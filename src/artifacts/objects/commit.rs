//! Commit record
//!
//! Commits are immutable snapshots of every tracked file. Each commit links to
//! two predecessors:
//! - `prev_commit`: the previous commit on the same branch (branch-local chain)
//! - `global_prev_commit`: the previous commit in the whole repository,
//!   regardless of branch (global chain)
//!
//! A commit finalizing a merge additionally records the merged branch head in
//! `merge_parent`.
//!
//! ## Identity
//!
//! The commit hash is the SHA-1 of a canonical rendering of every field:
//!
//! ```text
//! prev <branch-parent or ->
//! global <global-parent or ->
//! merge <merge-parent or ->
//! branch <branch>
//! author <name> <email>
//! timestamp <rfc3339>
//! file <blob-hash> <filename>      (one per tracked file, sorted)
//! removed <filename>               (one per removed file, sorted)
//!
//! <commit message>
//! ```

use crate::artifacts::branch::branch_name::BranchName;
use crate::artifacts::objects::object_id::ObjectId;
use crate::errors::{VcError, VcResult};
use derive_new::new;
use serde::{Deserialize, Serialize};
use std::collections::{BTreeMap, BTreeSet};

/// Mapping of working-relative filename to blob id
pub type FileSet = BTreeMap<String, ObjectId>;

/// Author information
///
/// Contains name, email, and the moment the commit was recorded.
#[derive(Debug, Clone, Eq, PartialEq, Serialize, Deserialize)]
pub struct Author {
    name: String,
    email: String,
    timestamp: chrono::DateTime<chrono::FixedOffset>,
}

impl Author {
    /// Create a new author with the current timestamp
    pub fn new(name: String, email: String) -> Self {
        Author {
            name,
            email,
            timestamp: chrono::Local::now().fixed_offset(),
        }
    }

    /// Create a new author with a specific timestamp
    pub fn new_with_timestamp(
        name: String,
        email: String,
        timestamp: chrono::DateTime<chrono::FixedOffset>,
    ) -> Self {
        Author {
            name,
            email,
            timestamp,
        }
    }

    /// Parse a timestamp given either in RFC 2822 or as `%Y-%m-%d %H:%M:%S %z`
    pub fn parse_timestamp(date_str: &str) -> Option<chrono::DateTime<chrono::FixedOffset>> {
        chrono::DateTime::parse_from_rfc2822(date_str)
            .or_else(|_| chrono::DateTime::parse_from_str(date_str, "%Y-%m-%d %H:%M:%S %z"))
            .ok()
    }

    /// Format author name and email for display
    ///
    /// # Returns
    ///
    /// String in format "Name <email@example.com>"
    pub fn display_name(&self) -> String {
        format!("{} <{}>", self.name, self.email)
    }

    /// Format timestamp in human-readable form
    ///
    /// # Returns
    ///
    /// String like "Mon Jan 1 12:34:56 2024 +0000"
    pub fn readable_timestamp(&self) -> String {
        self.timestamp
            .format("%a %b %-d %H:%M:%S %Y %z")
            .to_string()
    }

    pub fn timestamp(&self) -> chrono::DateTime<chrono::FixedOffset> {
        self.timestamp
    }
}

/// Everything needed to create a commit, before its hash is known
#[derive(Debug, Clone, new)]
pub struct NewCommit {
    pub prev_commit: Option<ObjectId>,
    pub global_prev_commit: Option<ObjectId>,
    pub merge_parent: Option<ObjectId>,
    pub branch: BranchName,
    pub message: String,
    pub author: Author,
    pub staged_files: FileSet,
    pub removed_files: BTreeSet<String>,
}

/// Immutable commit record
#[derive(Debug, Clone, Eq, PartialEq, Serialize, Deserialize)]
pub struct Commit {
    hash: ObjectId,
    message: String,
    author: Author,
    branch: BranchName,
    /// Full snapshot: every tracked file at this commit, not only the changes
    staged_files: FileSet,
    /// Files removed relative to the previous snapshot (informational)
    removed_files: BTreeSet<String>,
    prev_commit: Option<ObjectId>,
    global_prev_commit: Option<ObjectId>,
    #[serde(default, skip_serializing_if = "Option::is_none")]
    merge_parent: Option<ObjectId>,
}

impl Commit {
    /// Seal a draft into a commit, computing its identity
    ///
    /// Fails with [`VcError::EmptyMessage`] if the message is blank.
    pub fn build(draft: NewCommit) -> VcResult<Self> {
        let message = draft.message.trim().to_string();
        if message.is_empty() {
            return Err(VcError::EmptyMessage);
        }

        let mut commit = Commit {
            hash: ObjectId::default(),
            message,
            author: draft.author,
            branch: draft.branch,
            staged_files: draft.staged_files,
            removed_files: draft.removed_files,
            prev_commit: draft.prev_commit,
            global_prev_commit: draft.global_prev_commit,
            merge_parent: draft.merge_parent,
        };
        commit.hash = commit.compute_hash();

        Ok(commit)
    }

    /// Recompute the identity from the record's fields
    pub fn compute_hash(&self) -> ObjectId {
        let link = |oid: &Option<ObjectId>| {
            oid.as_ref()
                .map(|oid| oid.to_string())
                .unwrap_or_else(|| "-".to_string())
        };

        let mut lines = vec![
            format!("prev {}", link(&self.prev_commit)),
            format!("global {}", link(&self.global_prev_commit)),
            format!("merge {}", link(&self.merge_parent)),
            format!("branch {}", self.branch),
            format!("author {}", self.author.display_name()),
            format!("timestamp {}", self.author.timestamp().to_rfc3339()),
        ];
        lines.extend(
            self.staged_files
                .iter()
                .map(|(name, oid)| format!("file {oid} {name}")),
        );
        lines.extend(self.removed_files.iter().map(|name| format!("removed {name}")));
        lines.push(String::new());
        lines.push(self.message.clone());

        ObjectId::digest(lines.join("\n").as_bytes())
    }

    pub fn hash(&self) -> &ObjectId {
        &self.hash
    }

    pub fn message(&self) -> &str {
        &self.message
    }

    /// Get the first line of the commit message
    pub fn short_message(&self) -> String {
        self.message.lines().next().unwrap_or("").to_string()
    }

    pub fn author(&self) -> &Author {
        &self.author
    }

    pub fn timestamp(&self) -> chrono::DateTime<chrono::FixedOffset> {
        self.author.timestamp()
    }

    pub fn branch(&self) -> &BranchName {
        &self.branch
    }

    pub fn staged_files(&self) -> &FileSet {
        &self.staged_files
    }

    pub fn removed_files(&self) -> &BTreeSet<String> {
        &self.removed_files
    }

    /// Look up the blob a file had at this commit
    pub fn file(&self, name: &str) -> Option<&ObjectId> {
        self.staged_files.get(name)
    }

    pub fn prev_commit(&self) -> Option<&ObjectId> {
        self.prev_commit.as_ref()
    }

    pub fn global_prev_commit(&self) -> Option<&ObjectId> {
        self.global_prev_commit.as_ref()
    }

    pub fn merge_parent(&self) -> Option<&ObjectId> {
        self.merge_parent.as_ref()
    }

    pub fn is_root(&self) -> bool {
        self.global_prev_commit.is_none()
    }
}
use crate::areas::index::StagingArea;
use crate::areas::refs::BranchTable;
use crate::areas::workspace::Workspace;
use crate::artifacts::branch::branch_name::BranchName;
use crate::artifacts::objects::commit::FileSet;
use crate::artifacts::objects::object_id::ObjectId;
use crate::errors::VcResult;
use std::collections::{BTreeMap, BTreeSet};

/// How a tracked working file differs from what the next commit records
#[derive(Debug, Clone, Copy, PartialEq, Eq)]
pub enum WorkspaceChange {
    Modified,
    Deleted,
}

#[derive(Debug, Clone, PartialEq, Eq)]
pub struct StatusInfo {
    pub branches: Vec<BranchName>,
    pub current_branch: BranchName,
    pub staged: BTreeSet<String>,
    pub removed: BTreeSet<String>,
    pub unstaged: BTreeMap<String, WorkspaceChange>,
    pub untracked: BTreeSet<String>,
}

impl StatusInfo {
    pub fn inspect(
        workspace: &Workspace,
        head_files: &FileSet,
        staging: &StagingArea,
        branches: &BranchTable,
        current_branch: &BranchName,
    ) -> VcResult<Self> {
        let expected = staging.snapshot(head_files);
        let working = workspace.list_files()?;

        let mut unstaged = BTreeMap::new();
        for (file_name, oid) in &expected {
            if !workspace.file_exists(file_name) {
                unstaged.insert(file_name.clone(), WorkspaceChange::Deleted);
            } else if ObjectId::digest(&workspace.read_file(file_name)?) != *oid {
                unstaged.insert(file_name.clone(), WorkspaceChange::Modified);
            }
        }

        let untracked = working
            .into_iter()
            .filter(|file_name| {
                !expected.contains_key(file_name) && !staging.removed().contains(file_name)
            })
            .collect();

        Ok(StatusInfo {
            branches: branches.names().cloned().collect(),
            current_branch: current_branch.clone(),
            staged: staging.staged().keys().cloned().collect(),
            removed: staging.removed().clone(),
            unstaged,
            untracked,
        })
    }

    pub fn is_clean(&self) -> bool {
        self.staged.is_empty()
            && self.removed.is_empty()
            && self.unstaged.is_empty()
            && self.untracked.is_empty()
    }
}

#[cfg(test)]
mod tests {
    use super::*;
    use crate::areas::workspace::REPOSITORY_DIR;
    use crate::config::WorkspaceConfig;
    use assert_fs::TempDir;
    use pretty_assertions::assert_eq;

    #[test]
    fn sorts_files_into_their_sections() {
        let dir = TempDir::new().expect("Failed to create temp dir");
        let root = dir.path().canonicalize().unwrap();
        let workspace = Workspace::new(
            root.clone().into_boxed_path(),
            root.join(REPOSITORY_DIR).join("tmp").into_boxed_path(),
            WorkspaceConfig::default(),
        );

        std::fs::write(root.join("clean.txt"), "clean").unwrap();
        std::fs::write(root.join("edited.txt"), "edited").unwrap();
        std::fs::write(root.join("new.txt"), "new").unwrap();
        std::fs::write(root.join("stray.md"), "stray").unwrap();

        let head_files: FileSet = [
            ("clean.txt", "clean"),
            ("edited.txt", "original"),
            ("gone.txt", "gone"),
            ("dropped.txt", "dropped"),
        ]
        .into_iter()
        .map(|(name, content)| (name.to_string(), ObjectId::digest(content.as_bytes())))
        .collect();

        let mut staging = StagingArea::default();
        staging.stage("new.txt".to_string(), ObjectId::digest(b"new"));
        staging.remove("dropped.txt");

        let master = BranchName::try_parse("master").unwrap();
        let mut branches = BranchTable::default();
        branches.set_head(master.clone(), ObjectId::digest(b"c0"));

        let status =
            StatusInfo::inspect(&workspace, &head_files, &staging, &branches, &master).unwrap();

        assert_eq!(status.branches, vec![master]);
        assert_eq!(status.staged, BTreeSet::from(["new.txt".to_string()]));
        assert_eq!(status.removed, BTreeSet::from(["dropped.txt".to_string()]));
        assert_eq!(
            status.unstaged,
            BTreeMap::from([
                ("edited.txt".to_string(), WorkspaceChange::Modified),
                ("gone.txt".to_string(), WorkspaceChange::Deleted),
            ])
        );
        assert_eq!(status.untracked, BTreeSet::from(["stray.md".to_string()]));
        assert!(!status.is_clean());
    }
}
========================================
= The task =
Every line of the listing that holds the word "struct" should be counted. Please give that number only.

= Finished exercise =
4